Recession fears are driving the oil slump

Oil prices briefly fell more than 5% on Thursday, falling to levels not seen since the war in Ukraine, buoyed by recession fears shattering demand for black gold amid record inflation in the United States and the euro zone threaten .

• Also read: Brent closes below $100 for first time since April

As of 14:15 GMT (10:15 Montreal), a barrel of North Sea Brent, due for delivery in September, lost 3.67% to $95.93.

A barrel of American West Texas Intermediate (WTI), scheduled for delivery in August, fell 4.40% to $92.04.

Fears of a slowdown in demand erased gains made after the invasion of Russia, when crude oil prices shot up to levels not seen since the 2008 financial crisis.

The two global crude oil benchmarks returned to their pre-invasion Ukraine levels when Brent was between $95 and $99 a barrel and WTI was trading between $90 and $94 a barrel.

However, the price of Brent and WTI remains up around 22% year-on-year, with supply disruptions and the prospect of an impending Russian invasion already pushing prices higher earlier in the month 24th February.

“Recession fears are once again the engine” of the price decline, comments Craig Erlam, analyst at Oanda.

The European Commission on Thursday cut its euro-zone growth forecasts for 2022 and 2023 to 2.6% and 1.4%, respectively, from 2.7% and 2.3% previously expected due to the increasing impact of the war in Ukraine.

Inflation, meanwhile, has been pushed to historic highs, with consumer price inflation estimated at 7.6% in 2022 and 4% in 2023, up from 6.1% and 2.7% previously, according to Brussels forecasts.

On Wednesday, the release of the US Consumer Price Index (CPI) for June “raised the prospect of an aggressive hike by the Fed (US Federal Reserve) to slow the US economy,” said Spi’s Stephen Innes.
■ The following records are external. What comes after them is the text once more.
impl PrompterSession {
    pub fn new(
        clock: SharedClock,
        config: PrompterConfig,
        recognizer: Option<Box<dyn SpeechRecognizer>>,
    ) -> Self {
        let config = config.sanitized();
        let mut engine = PlaybackEngine::new(clock.clone(), &config);
        let engine_rx = engine.subscribe();
        let mut countdown = Countdown::new(clock.clone());
        let countdown_rx = countdown.subscribe();

        let mut aligner = recognizer.map(|recognizer| {
            VoiceAligner::new(clock.clone(), recognizer, VoiceSettings::from_config(&config))
        });
        let voice_rx = aligner.as_mut().map(VoiceAligner::subscribe);

        let mut pace = config.practice_tracking.then(|| PaceTracker::new(&config));
        let pace_rx = pace.as_mut().map(PaceTracker::subscribe);

        Self {
            voice_wanted: config.voice_scroll_enabled,
            clock,
            config,
            script_id: None,
            script_text: String::new(),
            timeline: WordTimeline::default(),
            phase: SessionPhase::Idle,
            engine,
            engine_rx,
            countdown,
            countdown_rx,
            aligner,
            voice_rx,
            pace,
            pace_rx,
            store: None,
            summary: None,
            events: EventBus::new(),
        }
    }

    /// Practice stats are reported here when the session finishes.
    pub fn with_store(mut self, store: Box<dyn ScriptStore>) -> Self {
        self.store = Some(store);
        self
    }

    pub fn subscribe(&mut self) -> Receiver<PrompterEvent> {
        self.events.subscribe()
    }

    pub fn load_script(&mut self, script_id: Option<String>, text: &str) {
        if matches!(self.phase, SessionPhase::CountingDown | SessionPhase::Playing) {
            self.countdown.cancel();
            self.engine.stop();
            if let Some(aligner) = self.aligner.as_mut() {
                if aligner.is_listening() {
                    aligner.stop();
                }
            }
            if let Some(pace) = self.pace.as_mut() {
                pace.stop();
            }
        }
        self.timeline = WordTimeline::build(text);
        self.script_text = text.to_string();
        self.script_id = script_id;
        self.engine.load(self.timeline.clone());
        if let Some(aligner) = self.aligner.as_mut() {
            aligner.load(&self.timeline);
        }
        self.phase = SessionPhase::Idle;
        self.summary = None;
        info!(
            words = self.timeline.len(),
            lines = self.timeline.line_count(),
            read_time = %timeline::estimated_read_time(text, timeline::DEFAULT_READ_WPM),
            "Loaded script"
        );
        self.pump_events(self.clock.now());
    }

    /// Start the countdown; playback begins when it completes.
    pub fn begin(&mut self) {
        if matches!(self.phase, SessionPhase::CountingDown | SessionPhase::Playing) {
            return;
        }
        self.phase = SessionPhase::CountingDown;
        self.summary = None;
        debug!(seconds = self.config.countdown_seconds, "Beginning countdown");
        self.countdown.start(self.config.countdown_seconds);
        self.pump_events(self.clock.now());
    }

    pub fn skip_countdown(&mut self) {
        self.countdown.skip();
        self.pump_events(self.clock.now());
    }

    /// One scheduler step for every component, in dependency order.
    pub fn advance_time(&mut self, now: Instant) {
        self.countdown.poll(now);
        self.pump_events(now);

        self.engine.advance_time(now);
        if let Some(aligner) = self.aligner.as_mut() {
            aligner.poll(now, &mut self.engine);
        }
        if let Some(pace) = self.pace.as_mut() {
            pace.poll(now, &self.engine);
        }
        self.pump_events(now);
    }

    pub fn tick(&mut self) {
        let now = self.clock.now();
        self.advance_time(now);
    }

    pub fn apply_command(&mut self, command: SessionCommand) -> SessionEvent {
        let action = command.action();
        debug!(action, "Applying session command");
        match command {
            SessionCommand::GetSnapshot => {}
            SessionCommand::Begin => self.begin(),
            SessionCommand::SkipCountdown => self.skip_countdown(),
            SessionCommand::TogglePause => self.engine.toggle_pause(),
            SessionCommand::Pause => self.engine.pause(),
            SessionCommand::Resume => self.engine.resume(),
            SessionCommand::SpeedUp { step } => self.engine.increase_speed(step),
            SessionCommand::SpeedDown { step } => self.engine.decrease_speed(step),
            SessionCommand::SetSpeed { speed } => self.engine.set_speed(speed),
            SessionCommand::SetFontSize { font_size } => self.engine.set_font_size(font_size),
            SessionCommand::JumpForward => self.engine.jump_forward(),
            SessionCommand::JumpBack => self.engine.jump_back(),
            SessionCommand::ToggleDirection => self.engine.toggle_direction(),
            SessionCommand::ToggleVoice => self.toggle_voice(),
            SessionCommand::Close => {
                self.close();
            }
        }
        self.pump_events(self.clock.now());
        SessionEvent {
            action,
            snapshot: self.snapshot(),
        }
    }

    pub fn toggle_voice(&mut self) {
        let Some(aligner) = self.aligner.as_mut() else {
            warn!("Voice scrolling requested without a speech recognizer");
            self.events.emit(PrompterEvent::Voice(VoiceEvent::VoiceStatusChanged {
                status: VoiceStatus::Unsupported,
            }));
            return;
        };
        if aligner.is_listening() {
            self.voice_wanted = false;
            aligner.stop();
        } else {
            self.voice_wanted = true;
            if self.phase == SessionPhase::Playing {
                let _ = self.start_voice();
            }
        }
        self.pump_events(self.clock.now());
    }

    fn start_voice(&mut self) -> Result<(), VoiceStartError> {
        let Some(aligner) = self.aligner.as_mut() else {
            return Err(VoiceStartError::Unsupported);
        };
        let result = aligner.start();
        match &result {
            Ok(()) => {
                if self.engine.is_paused() {
                    aligner.pause();
                }
            }
            Err(err) => {
                warn!("Voice scrolling unavailable: {err}");
                self.voice_wanted = false;
            }
        }
        result
    }

    /// Stop everything and report the practice summary. Returns the summary
    /// the first time; later calls return the cached one.
    pub fn close(&mut self) -> Option<PracticeSummary> {
        if self.phase == SessionPhase::Finished {
            return self.summary;
        }
        self.countdown.cancel();
        self.engine.stop();
        self.finish();
        self.summary
    }

    fn finish(&mut self) {
        if self.phase == SessionPhase::Finished {
            return;
        }
        self.phase = SessionPhase::Finished;
        let now = self.clock.now();

        if let Some(aligner) = self.aligner.as_mut() {
            if aligner.is_listening() {
                aligner.stop();
            }
        }
        self.forward_voice_events();

        if let Some(pace) = self.pace.as_mut() {
            pace.end_pause(now);
            pace.stop();
            let summary = pace.summary(&self.engine);
            info!(
                average_wpm = summary.average_wpm,
                pauses = summary.pause_count,
                duration_secs = summary.total_duration_seconds,
                "Practice summary"
            );
            self.summary = Some(summary);
            self.events.emit(PrompterEvent::Session(SessionNotice::PracticeSummary(summary)));

            let average_wpm = pace.average_wpm();
            if let (Some(store), Some(id)) = (self.store.as_mut(), self.script_id.as_deref()) {
                if average_wpm > 0.0 {
                    if let Err(err) =
                        store.update_practice_stats(id, average_wpm, self.engine.elapsed_seconds())
                    {
                        warn!(id, "Failed to record practice stats: {err}");
                    }
                }
            }
        }

        info!("Prompter session closed");
        self.events.emit(PrompterEvent::Session(SessionNotice::SessionClosed));
    }

    /// Forward component events and react to the ones that affect siblings.
    /// Reactions can emit more events, so keep draining until quiet.
    fn pump_events(&mut self, now: Instant) {
        loop {
            let mut progressed = false;

            let countdown_events: Vec<CountdownEvent> = self.countdown_rx.try_iter().collect();
            for event in countdown_events {
                progressed = true;
                if event == CountdownEvent::CountdownCompleted {
                    self.on_countdown_completed(now);
                }
                self.events.emit(PrompterEvent::Countdown(event));
            }

            let playback_events: Vec<PlaybackEvent> = self.engine_rx.try_iter().collect();
            for event in playback_events {
                progressed = true;
                self.events.emit(PrompterEvent::Playback(event.clone()));
                self.on_playback_event(&event, now);
            }

            progressed |= self.forward_voice_events();

            if let Some(rx) = self.pace_rx.as_ref() {
                for event in rx.try_iter() {
                    progressed = true;
                    self.events.emit(PrompterEvent::Pace(event));
                }
            }

            if !progressed {
                break;
            }
        }
    }

    fn forward_voice_events(&mut self) -> bool {
        let Some(rx) = self.voice_rx.as_ref() else {
            return false;
        };
        let mut forwarded = false;
        for event in rx.try_iter() {
            forwarded = true;
            self.events.emit(PrompterEvent::Voice(event));
        }
        forwarded
    }

    fn on_countdown_completed(&mut self, now: Instant) {
        if self.phase != SessionPhase::CountingDown {
            return;
        }
        self.phase = SessionPhase::Playing;
        self.engine.start();
        if let Some(pace) = self.pace.as_mut() {
            pace.start(now);
        }
        if self.voice_wanted {
            let _ = self.start_voice();
        }
    }

    fn on_playback_event(&mut self, event: &PlaybackEvent, now: Instant) {
        match event {
            PlaybackEvent::PauseStateChanged { paused: true } => {
                if let Some(pace) = self.pace.as_mut() {
                    pace.record_pause(now);
                }
                if let Some(aligner) = self.aligner.as_mut() {
                    aligner.pause();
                }
            }
            PlaybackEvent::PauseStateChanged { paused: false } => {
                if let Some(pace) = self.pace.as_mut() {
                    pace.end_pause(now);
                }
                if let Some(aligner) = self.aligner.as_mut() {
                    aligner.resume();
                }
            }
            PlaybackEvent::PlaybackEnded {
                reason: EndReason::Close,
            } => self.finish(),
            _ => {}
        }
    }

    pub fn snapshot(&self) -> SessionSnapshot {
        let playback = self.engine.snapshot();
        let current_word = self
            .timeline
            .word(playback.word_index)
            .map(|word| word.text.clone());
        let progress_pct = if self.timeline.len() > 1 {
            playback.word_index as f64 / (self.timeline.len() - 1) as f64 * 100.0
        } else {
            0.0
        };
        SessionSnapshot {
            phase: self.phase,
            countdown_remaining: self.countdown.remaining(),
            current_word,
            progress_pct,
            elapsed_clock: timeline::format_clock(playback.elapsed_seconds),
            estimated_read_time: timeline::estimated_read_time(
                &self.script_text,
                timeline::DEFAULT_READ_WPM,
            ),
            voice_listening: self
                .aligner
                .as_ref()
                .is_some_and(VoiceAligner::is_listening),
            voice_last_matched: self
                .aligner
                .as_ref()
                .and_then(VoiceAligner::last_matched_index),
            playback,
        }
    }

    pub fn phase(&self) -> SessionPhase {
        self.phase
    }

    pub fn is_countdown_active(&self) -> bool {
        self.countdown.is_active()
    }

    pub fn is_finished(&self) -> bool {
        self.phase == SessionPhase::Finished
    }

    pub fn config(&self) -> &PrompterConfig {
        &self.config
    }

    pub fn engine(&self) -> &PlaybackEngine {
        &self.engine
    }

    pub fn timeline(&self) -> &WordTimeline {
        &self.timeline
    }

    pub fn summary(&self) -> Option<PracticeSummary> {
        self.summary
    }

    pub fn store(&self) -> Option<&dyn ScriptStore> {
        self.store.as_deref()
    }
}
In June, prices in the country rose again, with inflation reaching 9.1%, the highest level since November 1981. A sharp surge threatening growth as consumption is the main driver of the US economy.

For Tamas Varga, an analyst at PVM Energy, if interest rates rise again, “the economy should contract” and growth gradually slow, “which will inevitably impact oil demand.”

A rate hike would provide further support for the dollar, which has been at levels against the yen or the euro for decades, at levels that would weigh on the purchasing power of oil market investors using other currencies.